#### Instructions to follow:
Check the data underneath for lines holding the word "iter", and state only how many you find.

[Stored data entries]

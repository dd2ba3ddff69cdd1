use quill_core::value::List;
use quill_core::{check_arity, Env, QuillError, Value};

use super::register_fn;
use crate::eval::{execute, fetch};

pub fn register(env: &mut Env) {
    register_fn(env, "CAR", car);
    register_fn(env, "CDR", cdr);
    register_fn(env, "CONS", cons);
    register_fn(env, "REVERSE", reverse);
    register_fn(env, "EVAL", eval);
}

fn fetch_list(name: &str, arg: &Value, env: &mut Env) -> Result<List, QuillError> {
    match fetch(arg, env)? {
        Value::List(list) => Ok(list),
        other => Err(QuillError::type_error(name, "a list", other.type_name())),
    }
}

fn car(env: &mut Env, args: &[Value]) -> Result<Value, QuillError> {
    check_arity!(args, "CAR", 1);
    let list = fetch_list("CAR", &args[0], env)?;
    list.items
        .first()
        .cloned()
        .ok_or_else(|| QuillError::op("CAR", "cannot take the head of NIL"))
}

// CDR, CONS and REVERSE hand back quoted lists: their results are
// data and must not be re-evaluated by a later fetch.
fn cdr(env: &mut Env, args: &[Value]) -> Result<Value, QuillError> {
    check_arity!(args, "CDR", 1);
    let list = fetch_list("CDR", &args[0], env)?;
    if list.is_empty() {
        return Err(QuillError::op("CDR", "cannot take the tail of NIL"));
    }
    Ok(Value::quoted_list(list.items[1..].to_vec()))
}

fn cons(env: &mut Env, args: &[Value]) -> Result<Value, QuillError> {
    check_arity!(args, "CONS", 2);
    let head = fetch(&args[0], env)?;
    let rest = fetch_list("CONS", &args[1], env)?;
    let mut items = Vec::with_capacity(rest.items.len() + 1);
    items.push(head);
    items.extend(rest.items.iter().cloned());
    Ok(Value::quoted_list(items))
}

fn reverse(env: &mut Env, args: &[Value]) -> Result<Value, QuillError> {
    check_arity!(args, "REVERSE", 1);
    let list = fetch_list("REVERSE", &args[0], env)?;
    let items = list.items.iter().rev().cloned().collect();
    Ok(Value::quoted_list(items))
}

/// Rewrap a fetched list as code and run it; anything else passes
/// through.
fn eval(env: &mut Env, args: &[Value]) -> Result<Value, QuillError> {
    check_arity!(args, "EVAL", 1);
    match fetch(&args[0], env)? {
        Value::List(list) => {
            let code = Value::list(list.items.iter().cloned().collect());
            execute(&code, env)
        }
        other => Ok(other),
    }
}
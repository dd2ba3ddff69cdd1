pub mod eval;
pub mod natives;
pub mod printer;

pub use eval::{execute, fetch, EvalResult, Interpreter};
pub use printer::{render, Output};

--

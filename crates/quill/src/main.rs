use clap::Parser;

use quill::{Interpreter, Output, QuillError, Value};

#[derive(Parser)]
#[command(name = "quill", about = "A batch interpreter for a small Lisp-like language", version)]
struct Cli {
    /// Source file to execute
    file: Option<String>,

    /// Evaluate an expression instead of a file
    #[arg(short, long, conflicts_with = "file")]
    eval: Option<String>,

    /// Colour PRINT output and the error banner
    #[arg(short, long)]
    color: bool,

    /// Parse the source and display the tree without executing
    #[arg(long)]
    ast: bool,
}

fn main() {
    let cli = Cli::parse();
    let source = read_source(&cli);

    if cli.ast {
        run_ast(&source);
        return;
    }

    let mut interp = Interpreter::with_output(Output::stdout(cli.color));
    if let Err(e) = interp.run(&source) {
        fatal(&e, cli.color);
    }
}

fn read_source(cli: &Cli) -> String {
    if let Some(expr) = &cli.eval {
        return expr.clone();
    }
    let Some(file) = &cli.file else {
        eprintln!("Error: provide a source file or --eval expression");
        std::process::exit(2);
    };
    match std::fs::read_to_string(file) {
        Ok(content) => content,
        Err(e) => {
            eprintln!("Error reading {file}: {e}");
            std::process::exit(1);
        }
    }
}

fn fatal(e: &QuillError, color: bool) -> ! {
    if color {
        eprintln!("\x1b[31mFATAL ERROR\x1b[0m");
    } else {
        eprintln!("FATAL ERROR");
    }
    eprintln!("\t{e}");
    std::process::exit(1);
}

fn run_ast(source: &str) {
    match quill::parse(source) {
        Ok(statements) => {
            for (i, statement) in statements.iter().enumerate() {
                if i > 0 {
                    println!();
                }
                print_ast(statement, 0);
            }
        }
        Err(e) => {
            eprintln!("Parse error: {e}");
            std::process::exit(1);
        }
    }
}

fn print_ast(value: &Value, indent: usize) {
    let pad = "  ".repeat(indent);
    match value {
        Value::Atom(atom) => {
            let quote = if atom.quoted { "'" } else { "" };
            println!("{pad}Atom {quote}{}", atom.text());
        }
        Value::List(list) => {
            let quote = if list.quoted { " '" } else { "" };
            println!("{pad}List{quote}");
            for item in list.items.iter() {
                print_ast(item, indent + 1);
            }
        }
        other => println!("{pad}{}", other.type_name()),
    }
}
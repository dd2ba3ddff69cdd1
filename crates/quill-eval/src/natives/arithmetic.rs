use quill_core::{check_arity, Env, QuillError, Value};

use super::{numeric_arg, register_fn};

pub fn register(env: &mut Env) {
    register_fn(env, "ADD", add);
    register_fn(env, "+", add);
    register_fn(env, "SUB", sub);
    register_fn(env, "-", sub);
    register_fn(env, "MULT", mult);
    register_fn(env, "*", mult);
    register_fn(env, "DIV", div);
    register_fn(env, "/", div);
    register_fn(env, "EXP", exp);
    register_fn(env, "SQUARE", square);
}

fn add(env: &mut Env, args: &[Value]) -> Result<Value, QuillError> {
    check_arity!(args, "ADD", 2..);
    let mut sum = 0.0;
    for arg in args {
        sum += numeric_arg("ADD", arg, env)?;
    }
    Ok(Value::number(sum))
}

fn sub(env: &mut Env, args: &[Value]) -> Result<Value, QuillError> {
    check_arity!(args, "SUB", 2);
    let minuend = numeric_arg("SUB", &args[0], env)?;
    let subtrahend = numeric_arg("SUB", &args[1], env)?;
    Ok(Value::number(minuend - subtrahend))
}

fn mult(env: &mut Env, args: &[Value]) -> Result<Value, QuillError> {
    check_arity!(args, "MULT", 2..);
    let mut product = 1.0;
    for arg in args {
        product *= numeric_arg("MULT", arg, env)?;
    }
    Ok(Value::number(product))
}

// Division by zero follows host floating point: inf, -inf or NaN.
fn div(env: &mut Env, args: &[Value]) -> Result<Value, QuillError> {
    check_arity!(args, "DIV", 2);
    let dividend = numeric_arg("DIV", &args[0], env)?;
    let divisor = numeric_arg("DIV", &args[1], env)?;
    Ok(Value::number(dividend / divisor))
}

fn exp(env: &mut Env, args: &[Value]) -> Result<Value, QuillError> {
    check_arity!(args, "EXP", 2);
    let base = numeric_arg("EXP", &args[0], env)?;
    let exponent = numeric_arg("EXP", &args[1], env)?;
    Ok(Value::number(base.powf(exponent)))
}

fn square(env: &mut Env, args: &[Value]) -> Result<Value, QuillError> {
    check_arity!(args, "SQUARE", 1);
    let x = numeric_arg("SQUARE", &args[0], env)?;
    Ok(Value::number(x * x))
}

#### Answer:
5